Since reefers use both bleach and acid, and sometimes even on the same article being treated, be certain you never use them together, and don’t allow them to mix in a waste collecting container.

I once cleaned a concrete floor where a dog had peed (many times) with bleach - it made a noxious gas. Was that some sort of chloramine?

Jay
 
Fun stuff, i did it once.... Newer again....

Interesting fact, exact same thing hapened few days ago on one of local resorts, somehow they mixed acid and bleach, in such scale that few people that were on pool ended in hospital....
 
I once soaked some rocks in vinegar and didn't rinse them well enough, then put them in water with some bleach. It wasn't a strong reaction but it was enough to make a smell that reminded me acid and bleach don't mix.
 
Mustard gas is from mixing bleach an ammonia.

Working in the food industry, I've seen that mistake a few times.
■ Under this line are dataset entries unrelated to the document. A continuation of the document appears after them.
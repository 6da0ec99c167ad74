//! Thread pool running task functions off the async runtime.

use std::any::Any;
use std::panic::{self, AssertUnwindSafe};
use std::time::{Duration, Instant};

use hive_core::{Function, TaskCall, TaskError, TaskResult};
use tracing::debug;

use crate::error::WorkerError;

pub struct ExecutionPool {
    pool: rayon::ThreadPool,
}

impl ExecutionPool {
    /// `nthreads` execution slots plus `long_running` spare threads for
    /// tasks that seceded from theirs.
    pub fn new(nthreads: usize, long_running: usize) -> Result<Self, WorkerError> {
        let pool = rayon::ThreadPoolBuilder::new()
            .num_threads(nthreads.max(1) + long_running)
            .thread_name(|i| format!("hive-exec-{i}"))
            .build()
            .map_err(|e| WorkerError::Pool(e.to_string()))?;
        Ok(Self { pool })
    }

    pub fn threads(&self) -> usize {
        self.pool.current_num_threads()
    }

    /// Run `function` on the pool and hand its outcome to `done`.
    ///
    /// A panicking task is reported as a failed task rather than taking the
    /// pool thread down.
    pub fn execute<F>(&self, function: Function, call: TaskCall, done: F)
    where
        F: FnOnce(TaskResult, Duration) + Send + 'static,
    {
        self.pool.spawn(move || {
            let start = Instant::now();
            let result = panic::catch_unwind(AssertUnwindSafe(|| function.call(&call)))
                .unwrap_or_else(|payload| Err(TaskError::panic(panic_message(payload.as_ref()))));
            let elapsed = start.elapsed();
            debug!(key = %call.key(), function = function.name(), ?elapsed, "task body returned");
            done(result, elapsed);
        });
    }
}

fn panic_message(payload: &(dyn Any + Send)) -> String {
    if let Some(s) = payload.downcast_ref::<&str>() {
        (*s).to_string()
    } else if let Some(s) = payload.downcast_ref::<String>() {
        s.clone()
    } else {
        "task panicked".to_string()
    }
}

#[cfg(test)]
mod tests {
    use std::collections::BTreeMap;
    use std::sync::mpsc;

    use hive_core::TaskKey;
    use serde_json::Value;

    use super::*;

    fn run(function: Function) -> TaskResult {
        let pool = ExecutionPool::new(1, 0).unwrap();
        let (tx, rx) = mpsc::channel();
        let call = TaskCall::new(TaskKey::new("t"), vec![std::sync::Arc::new(Value::from(1))], BTreeMap::new());
        pool.execute(function, call, move |result, _| {
            tx.send(result).unwrap();
        });
        rx.recv_timeout(Duration::from_secs(5)).unwrap()
    }

    #[test]
    fn result_is_delivered() {
        let inc = Function::new("inc", |call: &TaskCall| Ok(Value::from(call.arg_i64(0)? + 1)));
        assert_eq!(run(inc).unwrap(), Value::from(2));
    }

    #[test]
    fn panic_becomes_a_task_error() {
        let boom = Function::new("boom", |_: &TaskCall| panic!("kaboom"));
        let error = run(boom).unwrap_err();
        assert!(error.message.contains("kaboom"));
    }

    #[test]
    fn spare_threads_are_added_for_long_running_tasks() {
        let pool = ExecutionPool::new(2, 3).unwrap();
        assert_eq!(pool.threads(), 5);
    }
}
Also, never mopped a floor with bleach either, just for this concern(it's a restaurant floor, you never know what got spilled on it). Usually just use a good quality degreaser.

Mustard gas?

Perhaps there are other chemicals called mustard gas, but normal mustard gas does not contain nitrogen and does contain sulfur, so cannot come from bleach and ammonia.

 
For what is acid used for in reefing? I've never heard of acid being used in a reef tank.
 
I once cleaned a concrete floor where a dog had peed (many times) with bleach - it made a noxious gas. Was that some sort of chloramine?

Jay



Likely yes.
 
For what is acid used for in reefing? I've never heard of acid being used in a reef tank.

Many uses.

I dosed vinegar for years, as do many people.

Lots of people clean deposits of calcium carbonate off of pumps, etc. with hydrochloric acid or citric acid.

Some folks clean copper or phosphate off of old "live" rock with an acid exposure. This is the one I noted above since the same folks sometimes also use a bleach treatment to remove organics.

Some folks lower alk in new salt water with hydrochloric acid or sodium bisulfate.

many test kits have an acid component.